Customizing Detect Data Changes in PowerBI Incremental Refresh
Detect Data Changes is great for optimizing refreshes, but what happens if you dont have a date field to flag modifications?
Introduction
If you are a PowerBI user, you’re probably familiar with the incremental refresh feature, which allows you to refresh only the data that has changed since the last refresh, rather than the entire data set. This can help you reduce the load on your data source, improve the performance of your reports, and save time and resources.
You might also be aware that you can further enhance this capability using the “Detect Data Changes” feature, which enables you to specify a column that indicates whether the data has changed or not. By default, PowerBI uses the modified date column as the detect data changes option, but did you know you can use other columns or queries that suit your business logic and/or data structure?
In this post I’m going to show you how!
The Challenge
Let’s pretend you’re the Contoso data team and you’ve got a large sales fact table for which you’d like to leverage incremental refresh. But due to manual adjustments and returns that occur regularly, you cannot be sure your historic data doesn’t change. And what makes matters worse, your sales data doesn’t contain a “last update date” field so you can’t be sure if or when your historic data changed.
Thus, you’ve resorted to full refreshes of your fact table, a practice that is not efficient and not recommended, and is now leading to performance issues and potentially missed Service Level Agreements (SLAs) with your business. What a nightmare! Before we solve our business problem lets get a little background to how things work in the PowerBI service.
How Detect Data Changes Works
The detect data changes option is a column or a query that PowerBI uses to determine whether the data in a partition has changed or not. If the data has changed, PowerBI will refresh the partition. If the data has not changed, PowerBI will skip the partition and reuse the data from the previous refresh.
By default, and the only option available using the User Interface (UI), PowerBI uses a datetime field which is intended to indicate modification of the record. Most commonly, these fields appear in data sources as “Modified Date”, “Last Update Date”, or “Load Date”, to provide a few examples. But obviously, the field name doesn’t matter. There are 2 important points I want you to take away from this information.
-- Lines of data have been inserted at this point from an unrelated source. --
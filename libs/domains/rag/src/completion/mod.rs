mod openai;

pub use openai::OpenAICompletion;
use axum::response::{IntoResponse, Response};
use axum_helpers::AppError;
use core_lifecycle::CancelCause;
use thiserror::Error;

/// Failure of a query, tagged with the stage that produced it.
#[derive(Debug, Clone, Error, PartialEq)]
pub enum RagError {
    #[error("Invalid input: {0}")]
    Validation(String),

    #[error(transparent)]
    Canceled(#[from] CancelCause),

    #[error("Embedding error: {0}")]
    Embedding(String),

    #[error("Vector store error: {0}")]
    VectorStore(String),

    #[error("Reranker error: {0}")]
    Reranker(String),

    #[error("Completion error: {0}")]
    Completion(String),

    #[error("Configuration error: {0}")]
    Config(String),

    #[error("Internal error: {0}")]
    Internal(String),
}

pub type RagResult<T> = Result<T, RagError>;

impl RagError {
    /// Canceled by the caller rather than failed; not worth an error log.
    pub fn is_canceled(&self) -> bool {
        matches!(self, RagError::Canceled(_))
    }
}

impl From<validator::ValidationErrors> for RagError {
    fn from(err: validator::ValidationErrors) -> Self {
        RagError::Validation(err.to_string())
    }
}

impl From<serde_json::Error> for RagError {
    fn from(err: serde_json::Error) -> Self {
        RagError::Internal(format!("JSON error: {}", err))
    }
}

impl From<core_config::ConfigError> for RagError {
    fn from(err: core_config::ConfigError) -> Self {
        RagError::Config(err.to_string())
    }
}

impl From<RagError> for tonic::Status {
    fn from(err: RagError) -> Self {
        match err {
            RagError::Validation(msg) => tonic::Status::invalid_argument(msg),
            RagError::Canceled(cause) => match cause {
                CancelCause::Canceled => tonic::Status::cancelled(cause.to_string()),
                CancelCause::DeadlineExceeded => tonic::Status::deadline_exceeded(cause.to_string()),
            },
            RagError::Config(msg) => {
                tonic::Status::failed_precondition(format!("Config error: {}", msg))
            }
            other => tonic::Status::internal(other.to_string()),
        }
    }
}

/// Convert RagError to AppError for standardized HTTP error responses
impl From<RagError> for AppError {
    fn from(err: RagError) -> Self {
        match err {
            RagError::Validation(msg) => AppError::BadRequest(msg),
            RagError::Canceled(CancelCause::Canceled) => {
                AppError::Canceled(CancelCause::Canceled.to_string())
            }
            RagError::Canceled(cause) => AppError::GatewayTimeout(cause.to_string()),
            RagError::Config(msg) => AppError::ServiceUnavailable(format!("Config error: {}", msg)),
            other @ (RagError::Embedding(_)
            | RagError::VectorStore(_)
            | RagError::Reranker(_)
            | RagError::Completion(_)) => AppError::BadGateway(other.to_string()),
            RagError::Internal(msg) => AppError::InternalServerError(msg),
        }
    }
}

impl IntoResponse for RagError {
    fn into_response(self) -> Response {
        let app_error: AppError = self.into();
        app_error.into_response()
    }
}
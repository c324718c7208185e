use std::fmt::Display;

use async_trait::async_trait;
use bytes::Bytes;
use futures::{Stream, StreamExt};
use reqwest::Client;
use serde::{Deserialize, Serialize};

use crate::config::OpenAIConfig;
use crate::error::{RagError, RagResult};
use crate::models::{Message, Role};
use crate::provider::{CompletionModel, CompletionStream};

/// Streaming chat completions against an OpenAI-compatible API
pub struct OpenAICompletion {
    client: Client,
    config: OpenAIConfig,
}

impl OpenAICompletion {
    pub fn new(config: OpenAIConfig) -> Self {
        Self::with_client(Client::new(), config)
    }

    pub fn with_client(client: Client, config: OpenAIConfig) -> Self {
        Self { client, config }
    }
}

#[derive(Debug, Serialize)]
struct ChatRequest<'a> {
    model: &'a str,
    messages: Vec<ChatMessage>,
    stream: bool,
    seed: i64,
}

#[derive(Debug, Serialize)]
struct ChatMessage {
    role: &'static str,
    content: String,
}

impl From<Message> for ChatMessage {
    fn from(message: Message) -> Self {
        let role = match message.role {
            Role::System => "system",
            Role::Assistant => "assistant",
            Role::User | Role::Unspecified => "user",
        };
        Self {
            role,
            content: message.content,
        }
    }
}

#[derive(Debug, Deserialize)]
struct ChatChunk {
    #[serde(default)]
    choices: Vec<ChatChoice>,
    error: Option<ApiError>,
}

#[derive(Debug, Deserialize)]
struct ChatChoice {
    delta: ChatDelta,
}

#[derive(Debug, Deserialize)]
struct ChatDelta {
    content: Option<String>,
}

#[derive(Debug, Deserialize)]
struct ApiError {
    message: String,
}

#[async_trait]
impl CompletionModel for OpenAICompletion {
    async fn stream_completion(&self, transcript: Vec<Message>) -> RagResult<CompletionStream> {
        let request = ChatRequest {
            model: &self.config.model,
            messages: transcript.into_iter().map(Into::into).collect(),
            stream: true,
            seed: 0,
        };

        let response = self
            .client
            .post(format!("{}/chat/completions", self.config.base_url))
            .bearer_auth(&self.config.api_key)
            .header("Accept", "text/event-stream")
            .json(&request)
            .send()
            .await
            .map_err(|e| RagError::Completion(format!("request failed: {}", e)))?;

        if !response.status().is_success() {
            let status = response.status();
            let error_text = response.text().await.unwrap_or_default();
            return Err(RagError::Completion(format!(
                "OpenAI API error ({}): {}",
                status, error_text
            )));
        }

        Ok(decode_event_stream(response.bytes_stream()))
    }
}

/// Turns a server-sent-event body into content deltas.
fn decode_event_stream<S, E>(body: S) -> CompletionStream
where
    S: Stream<Item = Result<Bytes, E>> + Send + 'static,
    E: Display + Send + 'static,
{
    Box::pin(async_stream::try_stream! {
        let mut body = Box::pin(body);
        let mut lines = LineBuffer::default();

        'read: while let Some(chunk) = body.next().await {
            let chunk = chunk.map_err(|e| RagError::Completion(format!("stream read failed: {}", e)))?;
            for line in lines.push(&chunk) {
                match parse_event_line(&line)? {
                    EventLine::Delta(text) => yield text,
                    EventLine::Done => break 'read,
                    EventLine::Skip => {}
                }
            }
        }

        if let Some(line) = lines.finish() {
            if let EventLine::Delta(text) = parse_event_line(&line)? {
                yield text;
            }
        }
    })
}

#[derive(Debug, PartialEq)]
enum EventLine {
    Delta(String),
    Done,
    Skip,
}

fn parse_event_line(line: &str) -> RagResult<EventLine> {
    let Some(data) = line.trim().strip_prefix("data:") else {
        // Blank separators, comments, `event:` and `id:` fields.
        return Ok(EventLine::Skip);
    };

    let data = data.trim();
    if data == "[DONE]" {
        return Ok(EventLine::Done);
    }

    let chunk: ChatChunk = serde_json::from_str(data)
        .map_err(|e| RagError::Completion(format!("invalid stream chunk: {}", e)))?;

    if let Some(error) = chunk.error {
        return Err(RagError::Completion(error.message));
    }

    match chunk.choices.into_iter().next().and_then(|c| c.delta.content) {
        Some(content) if !content.is_empty() => Ok(EventLine::Delta(content)),
        _ => Ok(EventLine::Skip),
    }
}

/// Splits a byte stream on newlines. Bytes are buffered until a full line
/// arrives so multi-byte characters may straddle network chunks.
#[derive(Debug, Default)]
struct LineBuffer {
    pending: Vec<u8>,
}

impl LineBuffer {
    fn push(&mut self, chunk: &[u8]) -> Vec<String> {
        self.pending.extend_from_slice(chunk);

        let mut lines = Vec::new();
        while let Some(pos) = self.pending.iter().position(|b| *b == b'\n') {
            let line: Vec<u8> = self.pending.drain(..=pos).collect();
            lines.push(decode_line(&line));
        }
        lines
    }

    fn finish(&mut self) -> Option<String> {
        if self.pending.is_empty() {
            return None;
        }
        let line = std::mem::take(&mut self.pending);
        Some(decode_line(&line))
    }
}

fn decode_line(raw: &[u8]) -> String {
    String::from_utf8_lossy(raw)
        .trim_end_matches(['\r', '\n'])
        .to_string()
}
pub mod config;

pub use config::ChannelConfig;

use crate::error::{GrpcError, GrpcResult};
use tonic::transport::{Channel, Endpoint};

/// Creates a gRPC channel with the default [`ChannelConfig`] and connects eagerly.
///
/// ## Example
/// ```ignore
/// use grpc_client::create_channel;
/// use rpc::vectorstore::vector_store_service_client::VectorStoreServiceClient;
///
/// let channel = create_channel("http://vectorstore:9002").await?;
/// let client = VectorStoreServiceClient::new(channel);
/// ```
pub async fn create_channel(addr: impl Into<String>) -> GrpcResult<Channel> {
  create_channel_with_config(addr, ChannelConfig::default()).await
}

/// Creates a lazy gRPC channel that connects on first request
///
/// Returns immediately without establishing a connection. The gateway uses
/// this to reach the primary endpoint of the same process, which may not be
/// accepting yet when the gateway is wired up.
///
/// ## Example
/// ```ignore
/// use grpc_client::create_channel_lazy;
/// use rpc::rag::rag_service_client::RagServiceClient;
///
/// // Returns immediately, no connection attempt yet
/// let channel = create_channel_lazy("http://127.0.0.1:9001")?;
/// let client = RagServiceClient::new(channel);
/// ```
pub fn create_channel_lazy(addr: impl Into<String>) -> GrpcResult<Channel> {
  create_channel_lazy_with_config(addr, ChannelConfig::default())
}

/// Creates a lazy gRPC channel with custom configuration
pub fn create_channel_lazy_with_config(
  addr: impl Into<String>,
  config: ChannelConfig,
) -> GrpcResult<Channel> {
  let addr_string = addr.into();
  let endpoint = endpoint(&addr_string, config)?;

  tracing::debug!(
    target: "grpc_client",
    addr = %addr_string,
    "Creating lazy gRPC channel (connects on first request)"
  );

  Ok(endpoint.connect_lazy())
}

/// Creates a gRPC channel with custom configuration and connects eagerly
pub async fn create_channel_with_config(
  addr: impl Into<String>,
  config: ChannelConfig,
) -> GrpcResult<Channel> {
  let addr_string = addr.into();
  let endpoint = endpoint(&addr_string, config)?;

  tracing::debug!(target: "grpc_client", addr = %addr_string, "Creating gRPC channel");

  endpoint.connect().await.map_err(|e| {
    tracing::error!(
      target: "grpc_client",
      addr = %addr_string,
      error = ?e,
      "Failed to connect to gRPC service"
    );
    GrpcError::ConnectionFailed(e)
  })
}

fn endpoint(addr: &str, config: ChannelConfig) -> GrpcResult<Endpoint> {
  let endpoint = Endpoint::from_shared(addr.to_string()).map_err(|e| {
    tracing::error!(target: "grpc_client", addr = %addr, error = ?e, "Invalid URI");
    GrpcError::InvalidUri(e)
  })?;

  Ok(config.apply_to_endpoint(endpoint))
}
//! Runs the gRPC endpoint and its HTTP gateway as one unit.
//!
//! Both endpoints start together and stop together. The first serve error
//! from either one ends [`ServerSupervisor::run`]; canceling the context
//! passed to `run` drains both within the configured shutdown timeout.
//! Whatever is still running once it elapses, down to individual
//! connections and HTTP/2 streams, is dropped.

use std::future::Future;
use std::io;
use std::sync::{Mutex, PoisonError};
use std::time::Duration;

use axum::Router;
use hyper::rt::Executor;
use hyper_util::rt::TokioIo;
use hyper_util::server::conn::auto;
use hyper_util::server::graceful::GracefulShutdown;
use hyper_util::service::TowerToHyperService;
use tokio::net::TcpListener;
use tokio::sync::{mpsc, oneshot};
use tokio::task::JoinHandle;
use tonic::service::Routes;
use tonic::transport::Channel;
use tracing::{debug, info, warn};

use crate::context::Context;
use crate::error::{BoxError, SupervisorError};

pub const GRPC_ENDPOINT: &str = "gRPC";
pub const HTTP_ENDPOINT: &str = "HTTP";

#[derive(Debug, Clone)]
pub struct SupervisorConfig {
    pub grpc_addr: String,
    pub gateway_addr: String,
    pub graceful_shutdown_timeout: Duration,
}

/// Client-side connection the gateway uses to reach the gRPC endpoint.
///
/// Released once when [`ServerSupervisor::run`] returns.
pub trait ConnectionBridge: Send {
    fn close(self: Box<Self>) -> Result<(), BoxError>;
}

impl ConnectionBridge for Channel {
    fn close(self: Box<Self>) -> Result<(), BoxError> {
        drop(self);
        Ok(())
    }
}

pub struct ServerSupervisor {
    config: SupervisorConfig,
    routes: Routes,
    gateway: Router,
    bridge: Mutex<Option<Box<dyn ConnectionBridge>>>,
}

/// A spawned server task and the signals that drain or kill it.
struct Endpoint {
    name: &'static str,
    stop: Option<oneshot::Sender<()>>,
    /// Parent of every connection task the endpoint spawned.
    kill: Context,
    handle: JoinHandle<()>,
}

impl Endpoint {
    fn signal(&mut self) {
        if let Some(stop) = self.stop.take() {
            let _ = stop.send(());
        }
    }

    /// Drains the endpoint, killing its task and connections if `deadline`
    /// ends first.
    async fn stop(mut self, deadline: &Context) -> Option<SupervisorError> {
        self.signal();

        tokio::select! {
            joined = &mut self.handle => match joined {
                Ok(()) => {
                    info!(endpoint = self.name, "server stopped");
                    None
                }
                Err(err) if err.is_panic() => Some(SupervisorError::Panicked { endpoint: self.name }),
                Err(_) => None,
            },
            cause = deadline.done() => {
                warn!(endpoint = self.name, %cause, "graceful shutdown did not finish in time, forcing stop");
                self.kill.cancel();
                self.handle.abort();
                Some(SupervisorError::ShutdownTimeout { endpoint: self.name, cause })
            }
        }
    }
}

/// Spawns connection and HTTP/2 stream tasks that end when `kill` does.
#[derive(Clone)]
struct ConnectionExecutor {
    kill: Context,
}

impl<F> Executor<F> for ConnectionExecutor
where
    F: Future + Send + 'static,
    F::Output: Send + 'static,
{
    fn execute(&self, fut: F) {
        let kill = self.kill.clone();
        tokio::spawn(async move {
            tokio::select! {
                _ = fut => {}
                _ = kill.done() => {}
            }
        });
    }
}

/// Per-connection accept failures that leave the listener usable.
fn is_connection_error(err: &io::Error) -> bool {
    matches!(
        err.kind(),
        io::ErrorKind::ConnectionRefused
            | io::ErrorKind::ConnectionAborted
            | io::ErrorKind::ConnectionReset
    )
}

/// Serves `router` on `listener` until `stopped` fires, then waits for open
/// connections to finish.
///
/// Connections run on tasks owned by `kill`, which is canceled when this
/// future returns or is dropped.
async fn serve_connections(
    endpoint: &'static str,
    listener: TcpListener,
    router: Router,
    mut stopped: oneshot::Receiver<()>,
    kill: Context,
) -> Result<(), SupervisorError> {
    let _kill_on_exit = kill.drop_guard();

    let executor = ConnectionExecutor { kill };
    let builder = auto::Builder::new(executor.clone());
    let graceful = GracefulShutdown::new();
    let service = TowerToHyperService::new(router);

    info!(endpoint, addr = ?listener.local_addr().ok(), "starting server");

    loop {
        let (stream, peer) = tokio::select! {
            accepted = listener.accept() => match accepted {
                Ok(accepted) => accepted,
                Err(err) if is_connection_error(&err) => {
                    debug!(endpoint, error = %err, "accept failed");
                    continue;
                }
                Err(err) => {
                    return Err(SupervisorError::Serve {
                        endpoint,
                        source: Box::new(err),
                    });
                }
            },
            _ = &mut stopped => break,
        };

        if let Err(err) = stream.set_nodelay(true) {
            debug!(endpoint, %peer, error = %err, "failed to set TCP_NODELAY");
        }

        let connection = builder.serve_connection_with_upgrades(TokioIo::new(stream), service.clone());
        let connection = graceful.watch(connection.into_owned());
        executor.execute(async move {
            if let Err(err) = connection.await {
                debug!(endpoint, %peer, error = %err, "connection ended with an error");
            }
        });
    }

    drop(listener);
    graceful.shutdown().await;
    Ok(())
}

impl ServerSupervisor {
    pub fn new(config: SupervisorConfig, routes: Routes, gateway: Router) -> Self {
        Self {
            config,
            routes,
            gateway,
            bridge: Mutex::new(None),
        }
    }

    pub fn with_bridge(self, bridge: impl ConnectionBridge + 'static) -> Self {
        *self.bridge.lock().unwrap_or_else(PoisonError::into_inner) = Some(Box::new(bridge));
        self
    }

    /// Serves both endpoints until `ctx` is canceled or one of them fails.
    ///
    /// Returns `Ok(())` only when both endpoints drained before the shutdown
    /// deadline and the bridge closed cleanly.
    pub async fn run(&self, ctx: Context) -> Result<(), SupervisorError> {
        let result = self.serve(&ctx).await;

        match (result, self.release_bridge()) {
            (result, None) => result,
            (Ok(()), Some(err)) => Err(err),
            (Err(err), Some(bridge)) => Err(err.join(bridge)),
        }
    }

    async fn serve(&self, ctx: &Context) -> Result<(), SupervisorError> {
        let grpc_listener = TcpListener::bind(&self.config.grpc_addr)
            .await
            .map_err(|source| SupervisorError::Bind {
                endpoint: GRPC_ENDPOINT,
                addr: self.config.grpc_addr.clone(),
                source,
            })?;

        // One slot per endpoint, so a failing task never blocks on send.
        let (errors, mut failures) = mpsc::channel(2);

        let grpc = self.spawn_grpc(grpc_listener, errors.clone());
        let gateway = self.spawn_gateway(errors);

        let failure = tokio::select! {
            Some(err) = failures.recv() => {
                warn!(error = %err, "server failed, stopping both endpoints");
                Some(err)
            }
            cause = ctx.done() => {
                info!(
                    %cause,
                    timeout = ?self.config.graceful_shutdown_timeout,
                    "shutting down servers"
                );
                None
            }
        };

        let deadline = Context::background().with_timeout(self.config.graceful_shutdown_timeout);
        let (grpc_stopped, gateway_stopped) =
            tokio::join!(grpc.stop(&deadline), gateway.stop(&deadline));

        let mut stopped: Vec<SupervisorError> =
            [grpc_stopped, gateway_stopped].into_iter().flatten().collect();
        while let Ok(err) = failures.try_recv() {
            stopped.push(err);
        }

        match failure {
            Some(err) => Err(stopped.into_iter().fold(err, SupervisorError::join)),
            None if stopped.is_empty() => Ok(()),
            None => Err(SupervisorError::Shutdown(stopped)),
        }
    }

    fn spawn_grpc(&self, listener: TcpListener, errors: mpsc::Sender<SupervisorError>) -> Endpoint {
        let (stop, stopped) = oneshot::channel::<()>();
        let kill = Context::background().child();
        let router = self.routes.clone().into_axum_router();

        let handle = tokio::spawn({
            let kill = kill.clone();
            async move {
                if let Err(err) = serve_connections(GRPC_ENDPOINT, listener, router, stopped, kill).await {
                    let _ = errors.send(err).await;
                }
            }
        });

        Endpoint {
            name: GRPC_ENDPOINT,
            stop: Some(stop),
            kill,
            handle,
        }
    }

    fn spawn_gateway(&self, errors: mpsc::Sender<SupervisorError>) -> Endpoint {
        let (stop, stopped) = oneshot::channel::<()>();
        let kill = Context::background().child();
        let router = self.gateway.clone();
        let addr = self.config.gateway_addr.clone();

        let handle = tokio::spawn({
            let kill = kill.clone();
            async move {
                let listener = match TcpListener::bind(&addr).await {
                    Ok(listener) => listener,
                    Err(source) => {
                        let _ = errors
                            .send(SupervisorError::Bind {
                                endpoint: HTTP_ENDPOINT,
                                addr,
                                source,
                            })
                            .await;
                        return;
                    }
                };

                if let Err(err) = serve_connections(HTTP_ENDPOINT, listener, router, stopped, kill).await {
                    let _ = errors.send(err).await;
                }
            }
        });

        Endpoint {
            name: HTTP_ENDPOINT,
            stop: Some(stop),
            kill,
            handle,
        }
    }

    fn release_bridge(&self) -> Option<SupervisorError> {
        let bridge = self
            .bridge
            .lock()
            .unwrap_or_else(PoisonError::into_inner)
            .take()?;

        bridge.close().err().map(SupervisorError::Bridge)
    }
}

impl std::fmt::Debug for ServerSupervisor {
    fn fmt(&self, f: &mut std::fmt::Formatter<'_>) -> std::fmt::Result {
        f.debug_struct("ServerSupervisor")
            .field("config", &self.config)
            .finish_non_exhaustive()
    }
}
- Even though you have a field at the record/row level indicating changes, when a change is detected by PowerBI, the entire partition is updated, not just the record. This is a commonly misunderstood point which can lead to larger than expected refreshes.
- This process means that PowerBI must use an aggregate function across each partition to determine change. In fact, the aggregate function used is referred to as a “polling expression” and by default is a MAX(columnname) function. And as mentioned above, in the UI, you can control the “columnname” but you cannot control the function. Note, these are really M expressions, not DAX functions, so the code is little more complicated that I’ve shown here, but the concept is the same, and for now, the concept is all that I want you to grasp. But that doesn’t mean we can’t control the polling expression it just means we need to use some different tools.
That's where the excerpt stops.